▸ Exercise prompt: From the first line to the last, retype the data below exactly.

Supplied records section start

//! Short-lived impersonated access tokens: delegate from a source identity to a target service
//! account through the IAM Credentials `generateAccessToken` API and hand out authorization
//! headers that refresh themselves before they are used.

#![deny(clippy::all, missing_docs, unused_crate_dependencies)]

pub mod auth;
pub mod classify;
pub mod config;
pub mod credentials;
pub mod error;
pub mod ext;
pub mod http;
pub mod obs;
pub mod source;
pub mod store;
#[cfg(all(any(test, feature = "test"), feature = "reqwest"))]
pub mod _preludet {
	//! Convenience re-exports and helpers for integration tests; enabled via `cfg(test)` or the
	//! `test` crate feature.

	pub use crate::_prelude::*;

	// self
	use crate::{
		auth::{PrincipalId, ScopeSet},
		config::ImpersonationConfig,
		credentials::ImpersonatedCredentials,
		http::{ReqwestHttpClient, ReqwestTransportErrorMapper},
		source::{SourceAuthority, StaticSource},
		store::CredentialStore,
	};

	/// Credentials type alias used by reqwest-backed integration tests.
	pub type ReqwestTestCredentials =
		ImpersonatedCredentials<ReqwestHttpClient, ReqwestTransportErrorMapper>;

	/// Target principal used across the test suites.
	pub const TEST_TARGET: &str = "target-sa@demo-project.iam.gserviceaccount.com";

	/// Path of the token-generation call for [`TEST_TARGET`].
	pub const TEST_GENERATE_PATH: &str = "/v1/projects/-/serviceAccounts/target-sa@demo-project.iam.gserviceaccount.com:generateAccessToken";

	/// Builds a reqwest HTTP client that accepts the self-signed certificates produced by
	/// `httpmock` during tests.
	pub fn test_reqwest_http_client() -> ReqwestHttpClient {
		let client = ReqwestClient::builder()
			.danger_accept_invalid_certs(true)
			.danger_accept_invalid_hostnames(true)
			.build()
			.expect("Failed to build insecure Reqwest client for tests.");

		ReqwestHttpClient::with_client(client)
	}

	/// Builds a config pointing at a local mock endpoint with default scopes/delegates/lifetime.
	pub fn test_config(endpoint: &str) -> ImpersonationConfig {
		let target = PrincipalId::new(TEST_TARGET).expect("Test target principal should be valid.");

		ImpersonationConfig::builder(target)
			.endpoint(Url::parse(endpoint).expect("Mock endpoint should parse successfully."))
			.scopes(ScopeSet::default())
			.build()
			.expect("Test impersonation config should build successfully.")
	}

	/// Constructs reqwest-backed credentials with a fixed source token and returns the shared
	/// store so tests can seed and inspect it.
	pub fn build_reqwest_test_credentials(
		config: ImpersonationConfig,
		source_token: &str,
	) -> (ReqwestTestCredentials, Arc<CredentialStore>) {
		let source: Arc<dyn SourceAuthority> = Arc::new(StaticSource::new(source_token));

		build_reqwest_test_credentials_with_source(config, source)
	}

	/// Same as [`build_reqwest_test_credentials`] but with a caller-supplied source authority.
	pub fn build_reqwest_test_credentials_with_source(
		config: ImpersonationConfig,
		source: Arc<dyn SourceAuthority>,
	) -> (ReqwestTestCredentials, Arc<CredentialStore>) {
		let store = Arc::new(CredentialStore::default());
		let credentials = ReqwestTestCredentials::with_http_client(
			config,
			source,
			test_reqwest_http_client(),
			Arc::new(ReqwestTransportErrorMapper),
		)
		.with_store(Arc::clone(&store));

		(credentials, store)
	}
}

mod _prelude {
	pub use std::{
		error::Error as StdError,
		fmt::{Debug, Display, Formatter, Result as FmtResult},
		future::Future,
		pin::Pin,
		str::FromStr,
		sync::Arc,
	};

	pub use async_lock::Mutex as AsyncMutex;
	pub use parking_lot::{Mutex, RwLock};
	#[cfg(feature = "reqwest")]
	pub use reqwest::{Client as ReqwestClient, Error as ReqwestError};
	pub use serde::{Deserialize, Serialize};
	pub use thiserror::Error as ThisError;
	pub use time::{Duration, OffsetDateTime};
	pub use url::Url;

	pub use crate::error::{Error, Result};
}

pub use oauth2;
#[cfg(feature = "reqwest")] pub use reqwest;
pub use url;
#[cfg(test)] use {color_eyre as _, httpmock as _};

Supplied records section end

▸ Written reply:
//! Short-lived impersonated access tokens: delegate from a source identity to a target service
//! account through the IAM Credentials `generateAccessToken` API and hand out authorization
//! headers that refresh themselves before they are used.

#![deny(clippy::all, missing_docs, unused_crate_dependencies)]

pub mod auth;
pub mod classify;
pub mod config;
pub mod credentials;
pub mod error;
pub mod ext;
pub mod http;
pub mod obs;
pub mod source;
pub mod store;
#[cfg(all(any(test, feature = "test"), feature = "reqwest"))]
pub mod _preludet {
	//! Convenience re-exports and helpers for integration tests; enabled via `cfg(test)` or the
	//! `test` crate feature.

	pub use crate::_prelude::*;

	// self
	use crate::{
		auth::{PrincipalId, ScopeSet},
		config::ImpersonationConfig,
		credentials::ImpersonatedCredentials,
		http::{ReqwestHttpClient, ReqwestTransportErrorMapper},
		source::{SourceAuthority, StaticSource},
		store::CredentialStore,
	};

	/// Credentials type alias used by reqwest-backed integration tests.
	pub type ReqwestTestCredentials =
		ImpersonatedCredentials<ReqwestHttpClient, ReqwestTransportErrorMapper>;

	/// Target principal used across the test suites.
	pub const TEST_TARGET: &str = "target-sa@demo-project.iam.gserviceaccount.com";

	/// Path of the token-generation call for [`TEST_TARGET`].
	pub const TEST_GENERATE_PATH: &str = "/v1/projects/-/serviceAccounts/target-sa@demo-project.iam.gserviceaccount.com:generateAccessToken";

	/// Builds a reqwest HTTP client that accepts the self-signed certificates produced by
	/// `httpmock` during tests.
	pub fn test_reqwest_http_client() -> ReqwestHttpClient {
		let client = ReqwestClient::builder()
			.danger_accept_invalid_certs(true)
			.danger_accept_invalid_hostnames(true)
			.build()
			.expect("Failed to build insecure Reqwest client for tests.");

		ReqwestHttpClient::with_client(client)
	}

	/// Builds a config pointing at a local mock endpoint with default scopes/delegates/lifetime.
	pub fn test_config(endpoint: &str) -> ImpersonationConfig {
		let target = PrincipalId::new(TEST_TARGET).expect("Test target principal should be valid.");

		ImpersonationConfig::builder(target)
			.endpoint(Url::parse(endpoint).expect("Mock endpoint should parse successfully."))
			.scopes(ScopeSet::default())
			.build()
			.expect("Test impersonation config should build successfully.")
	}

	/// Constructs reqwest-backed credentials with a fixed source token and returns the shared
	/// store so tests can seed and inspect it.
	pub fn build_reqwest_test_credentials(
		config: ImpersonationConfig,
		source_token: &str,
	) -> (ReqwestTestCredentials, Arc<CredentialStore>) {
		let source: Arc<dyn SourceAuthority> = Arc::new(StaticSource::new(source_token));

		build_reqwest_test_credentials_with_source(config, source)
	}

	/// Same as [`build_reqwest_test_credentials`] but with a caller-supplied source authority.
	pub fn build_reqwest_test_credentials_with_source(
		config: ImpersonationConfig,
		source: Arc<dyn SourceAuthority>,
	) -> (ReqwestTestCredentials, Arc<CredentialStore>) {
		let store = Arc::new(CredentialStore::default());
		let credentials = ReqwestTestCredentials::with_http_client(
			config,
			source,
			test_reqwest_http_client(),
			Arc::new(ReqwestTransportErrorMapper),
		)
		.with_store(Arc::clone(&store));

		(credentials, store)
	}
}

mod _prelude {
	pub use std::{
		error::Error as StdError,
		fmt::{Debug, Display, Formatter, Result as FmtResult},
		future::Future,
		pin::Pin,
		str::FromStr,
		sync::Arc,
	};

	pub use async_lock::Mutex as AsyncMutex;
	pub use parking_lot::{Mutex, RwLock};
	#[cfg(feature = "reqwest")]
	pub use reqwest::{Client as ReqwestClient, Error as ReqwestError};
	pub use serde::{Deserialize, Serialize};
	pub use thiserror::Error as ThisError;
	pub use time::{Duration, OffsetDateTime};
	pub use url::Url;

	pub use crate::error::{Error, Result};
}

pub use oauth2;
#[cfg(feature = "reqwest")] pub use reqwest;
pub use url;
#[cfg(test)] use {color_eyre as _, httpmock as _};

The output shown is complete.